A.P. Seeks to Rein in Sites Using Its Contenthttp://www.nytimes.com/2009/04/07/business/media/07paper.html?ref=technology
By RICHARD PÉREZ-PEÑA
Published: April 6, 2009
Taking aim at the way news is spread across the Internet, The Associated Press said on Monday that Web sites that used the work of news organizations must obtain permission and share revenue with them, and that it would take legal action against those that did not.
A.P. executives said they were concerned about a variety of news forums around the Web, including major search engines like Google and Yahoo and aggregators like the Drudge Report that link to news articles, smaller sites that sometimes reproduce articles whole, and companies that sell packaged news feeds.
They said they did not want to stop the appearance of articles around the Web, but to exercise some control over the practice and to profit from it.
The group’s new stance applies to thousands of news organizations whose work is distributed by The A.P., as well as its own material, but the debate about unauthorized use has focused on newspapers, which are in serious financial trouble, and which own The A.P. The policies were adopted by the A.P. board, composed mostly of newspaper industry executives.
The A.P. will “work with portals and other partners who legally license our content” and will “seek legal and legislative remedies against those who don’t,” the A.P. chairman, William Dean Singleton, said Monday in a speech at the group’s annual meeting, in San Diego. “We can no longer stand by and watch others walk off with our work under misguided legal theories.”
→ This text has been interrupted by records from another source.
use std::path::Path;
use std::time::Duration;

use engine_logging::{engine_debug, engine_trace};
use futures_util::StreamExt;
use reqwest::multipart::{Form, Part};
use serde::de::DeserializeOwned;
use url::Url;

use crate::decode::{
    chat_record, chunk_records, document_record, error_detail, search_records, WireChatRequest,
    WireChatResponse, WireChunkList, WireDocument, WireDocumentList, WireExtractResponse,
    WireQuery, WireQueryResponse, WireStatusResponse,
};
use crate::{
    ApiError, ChatAnswerRecord, ChatTurnRecord, ChunkRecord, DocumentRecord, FailureKind,
    SearchHitRecord,
};

pub const DEFAULT_BASE_URL: &str = "http://127.0.0.1:8000";

#[derive(Debug, Clone)]
pub struct ClientSettings {
    pub base_url: String,
    pub connect_timeout: Duration,
    /// Whole-request limit. Uploads parse and index server-side before
    /// answering, so this is unset by default.
    pub request_timeout: Option<Duration>,
    /// Reviewer name sent along with validated extractions.
    pub validated_by: String,
}

impl Default for ClientSettings {
    fn default() -> Self {
        Self {
            base_url: DEFAULT_BASE_URL.to_string(),
            connect_timeout: Duration::from_secs(10),
            request_timeout: None,
            validated_by: "current_user".to_string(),
        }
    }
}

/// Every call the viewer makes to the document backend.
#[async_trait::async_trait]
pub trait Backend: Send + Sync {
    async fn list_documents(&self) -> Result<Vec<DocumentRecord>, ApiError>;

    async fn load_chunks(&self, doc_id: &str) -> Result<Vec<ChunkRecord>, ApiError>;

    /// Raw bytes of the rendered document.
    async fn fetch_document(&self, doc_id: &str) -> Result<Vec<u8>, ApiError>;

    /// Upload one file. The backend answers after parsing and indexing it.
    async fn upload(&self, path: &Path) -> Result<DocumentRecord, ApiError>;

    async fn search(&self, query: &str, n_results: usize)
        -> Result<Vec<SearchHitRecord>, ApiError>;

    async fn chat(
        &self,
        question: &str,
        history: &[ChatTurnRecord],
    ) -> Result<ChatAnswerRecord, ApiError>;

    /// Structured data extracted from the document, as pretty-printed JSON.
    async fn extract(&self, doc_id: &str) -> Result<String, ApiError>;

    /// Save reviewed data; returns the server's status message.
    async fn validate(&self, doc_id: &str, payload: &serde_json::Value)
        -> Result<String, ApiError>;

    async fn delete(&self, doc_id: &str) -> Result<(), ApiError>;
}

#[derive(Debug, Clone)]
pub struct ReqwestBackend {
    client: reqwest::Client,
    base: Url,
    validated_by: String,
}

impl ReqwestBackend {
    pub fn new(settings: ClientSettings) -> Result<Self, ApiError> {
        let base = Url::parse(&settings.base_url)
            .map_err(|err| ApiError::new(FailureKind::InvalidUrl, err.to_string()))?;
        if base.cannot_be_a_base() || !matches!(base.scheme(), "http" | "https") {
            return Err(ApiError::new(
                FailureKind::InvalidUrl,
                format!("unsupported base url {base}"),
            ));
        }

        let mut builder = reqwest::Client::builder().connect_timeout(settings.connect_timeout);
        if let Some(timeout) = settings.request_timeout {
            builder = builder.timeout(timeout);
        }
        let client = builder
            .build()
            .map_err(|err| ApiError::new(FailureKind::Network, err.to_string()))?;

        Ok(Self {
            client,
            base,
            validated_by: settings.validated_by,
        })
    }

    pub fn base_url(&self) -> &Url {
        &self.base
    }

    /// `{base}/{segments...}`, each segment percent-encoded.
    fn endpoint(&self, segments: &[&str]) -> Result<Url, ApiError> {
        let mut url = self.base.clone();
        url.path_segments_mut()
            .map_err(|()| ApiError::new(FailureKind::InvalidUrl, "base url cannot hold a path"))?
            .pop_if_empty()
            .extend(segments);
        Ok(url)
    }

    async fn send(&self, request: reqwest::RequestBuilder) -> Result<reqwest::Response, ApiError> {
        request.send().await.map_err(map_reqwest_error)
    }
}

#[async_trait::async_trait]
impl Backend for ReqwestBackend {
    async fn list_documents(&self) -> Result<Vec<DocumentRecord>, ApiError> {
        let url = self.endpoint(&["api", "documents"])?;
        let response = self.send(self.client.get(url)).await?;
        let list: WireDocumentList = read_json(response).await?;
        Ok(list.documents.into_iter().map(document_record).collect())
    }

    async fn load_chunks(&self, doc_id: &str) -> Result<Vec<ChunkRecord>, ApiError> {
        let url = self.endpoint(&["api", "document", doc_id, "chunks"])?;
        let response = self.send(self.client.get(url)).await?;
        let list: WireChunkList = read_json(response).await?;
        engine_debug!("{} chunks received for {}", list.chunks.len(), doc_id);
        Ok(chunk_records(list.chunks))
    }

    async fn fetch_document(&self, doc_id: &str) -> Result<Vec<u8>, ApiError> {
        let url = self.endpoint(&["api", "document", doc_id, "pdf"])?;
        let response = check_status(self.send(self.client.get(url)).await?).await?;

        let mut bytes = Vec::new();
        let mut stream = response.bytes_stream();
        while let Some(chunk) = stream.next().await {
            let chunk = chunk.map_err(map_reqwest_error)?;
            bytes.extend_from_slice(&chunk);
            engine_trace!("{}: {} bytes received", doc_id, bytes.len());
        }
        Ok(bytes)
    }

    async fn upload(&self, path: &Path) -> Result<DocumentRecord, ApiError> {
        let name = path
            .file_name()
            .map(|name| name.to_string_lossy().into_owned())
            .unwrap_or_else(|| "document.pdf".to_string());
        let contents = tokio::fs::read(path)
            .await
            .map_err(|err| ApiError::new(FailureKind::Io, format!("{}: {err}", path.display())))?;

        let form = Form::new().part("file", Part::bytes(contents).file_name(name.clone()));
        let url = self.endpoint(&["api", "upload"])?;
        let response = self.send(self.client.post(url).multipart(form)).await?;
        let mut document: WireDocument = read_json(response).await?;
        if document.filename.as_deref().map_or(true, str::is_empty) {
            document.filename = Some(name);
        }
        Ok(document_record(document))
    }

    async fn search(
        &self,
        query: &str,
        n_results: usize,
    ) -> Result<Vec<SearchHitRecord>, ApiError> {
        let url = self.endpoint(&["api", "query"])?;
        let body = WireQuery { query, n_results };
        let response = self.send(self.client.post(url).json(&body)).await?;
        let results: WireQueryResponse = read_json(response).await?;
        Ok(search_records(results))
    }

    async fn chat(
        &self,
        question: &str,
        history: &[ChatTurnRecord],
    ) -> Result<ChatAnswerRecord, ApiError> {
        let url = self.endpoint(&["api", "chat"])?;
        let body = WireChatRequest::new(question, history);
        let response = self.send(self.client.post(url).json(&body)).await?;
        let answer: WireChatResponse = read_json(response).await?;
        Ok(chat_record(answer))
    }

    async fn extract(&self, doc_id: &str) -> Result<String, ApiError> {
        let mut url = self.endpoint(&["api", "extract"])?;
        url.query_pairs_mut().append_pair("doc_id", doc_id);
        let response = self.send(self.client.post(url)).await?;
        let extracted: WireExtractResponse = read_json(response).await?;
        serde_json::to_string_pretty(&extracted.extracted_data)
            .map_err(|err| ApiError::new(FailureKind::Decode, err.to_string()))
    }

    async fn validate(
        &self,
        doc_id: &str,
        payload: &serde_json::Value,
    ) -> Result<String, ApiError> {
        let mut url = self.endpoint(&["api", "validate"])?;
        url.query_pairs_mut()
            .append_pair("doc_id", doc_id)
            .append_pair("validated_by", &self.validated_by);
        let response = self.send(self.client.post(url).json(payload)).await?;
        let status: WireStatusResponse = read_json(response).await?;
        Ok(status
            .message
            .or(status.status)
            .unwrap_or_else(|| "Validation saved".to_string()))
    }

    async fn delete(&self, doc_id: &str) -> Result<(), ApiError> {
        let url = self.endpoint(&["api", "document", doc_id])?;
        let response = self.send(self.client.delete(url)).await?;
        read_body(response).await?;
        Ok(())
    }
}

/// Pass successful responses through; failures carry the server's `detail`.
async fn check_status(response: reqwest::Response) -> Result<reqwest::Response, ApiError> {
    let status = response.status();
    if status.is_success() {
        return Ok(response);
    }
    let body = response.bytes().await.map_err(map_reqwest_error)?;
    let message = error_detail(&body).unwrap_or_else(|| status.to_string());
    Err(ApiError::new(
        FailureKind::HttpStatus(status.as_u16()),
        message,
    ))
}

async fn read_body(response: reqwest::Response) -> Result<Vec<u8>, ApiError> {
    let response = check_status(response).await?;
    let body = response.bytes().await.map_err(map_reqwest_error)?;
    Ok(body.to_vec())
}

async fn read_json<T: DeserializeOwned>(response: reqwest::Response) -> Result<T, ApiError> {
    let body = read_body(response).await?;
    serde_json::from_slice(&body).map_err(|err| ApiError::new(FailureKind::Decode, err.to_string()))
}

fn map_reqwest_error(err: reqwest::Error) -> ApiError {
    if err.is_timeout() {
        return ApiError::new(FailureKind::Timeout, err.to_string());
    }
    if err.is_decode() {
        return ApiError::new(FailureKind::Decode, err.to_string());
    }
    ApiError::new(FailureKind::Network, err.to_string())
}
News aggregators and search companies have long asserted that collecting snippets of articles — usually headlines and a sentence or two — is allowed under the legal doctrine of “fair use.” News organizations have been reluctant to test that idea in court, and it is still not clear whether The A.P. is willing to test the fair use doctrine.
“This is not about defining fair use,” said Sue A. Cross, a senior vice president of the group, who added several times during an interview that news organizations want to work with the aggregators, not against them. “There’s a bigger economic issue at stake here that we’re trying to tackle.”
But the details remain to be worked out, she said, including how to limit use of articles and how to share revenue. When asked if The A.P. would require a licensing agreement before a search engine could show specific material, Ms. Cross said, “that could be an element of it,” but added, “it’s not that formed.”
One goal of The A.P. and its members, she said, is to make sure that the top search engine results for news are “the original source or the most authoritative source,” not a site that copied or paraphrased the work.
The A.P. will also pursue sites that reproduce large parts of articles, rather than using brief links, and it is developing a system to track articles online and determine whether they were used legally.
Neither Mr. Singleton nor a statement released by The A.P. mentioned any adversary by name. But many news executives, including some at The A.P., have voiced concern that their work has become a source of revenue for Google and other sites that can sell search terms or ads on pages that turn up articles.
At a time when newspaper revenue is collapsing and some papers are closing, the prospect of a share of revenue from Yahoo or Google is more tempting than ever. But executives at some news organizations have called the ire at the search engines misguided, saying that much of their own Web traffic arrives through links on search pages.
“We believe search engines are of real benefit to newspapers, driving valuable traffic to their Web sites and connecting them with new readers around the world,” said Gabriel Stricker, a Google spokesman. “We believe that both Google Web Search and Google News are fully consistent with copyright law — we simply link users to the site at which the news story appears.”
Mario Ruiz, a spokesman for Huffington Post, said that the site is an A.P. client, and “we pay for everything we use of theirs.” He declined to address the idea of paying for links to other news organizations.
In essence, The A.P. has taken on the role of acting as a representative for the entire industry, particularly the newspapers — including The New York Times and virtually all large newspapers — that are the group’s owners. Some owners have rebelled against The A.P. in the last year, protesting that it charges them too much.
“The A.P. is trying to assert its value to the member newspapers,” by shifting the industry discussion “from fair use to fair share,” said Ken Doctor, an analyst at Outsell, a media research firm.
The A.P. and other wire services have licensing agreements with Google, Yahoo and others, for some of their content to appear on those sites’ news pages, while newspapers generally do not. But general Web searches on those sites often turn up wire service material that is not covered by the agreements.
In parts of Europe, newspapers have gone further in trying to block unauthorized use of their work online. In 2007, a Belgian court blocked Google from using articles from some newspapers in that country, and Danish newspapers warned Google away from using their material without first reaching some kind of agreement. Several days ago, the British newspaper industry asked the government to intervene on its behalf to force Google to stop using newspaper articles without paying for them.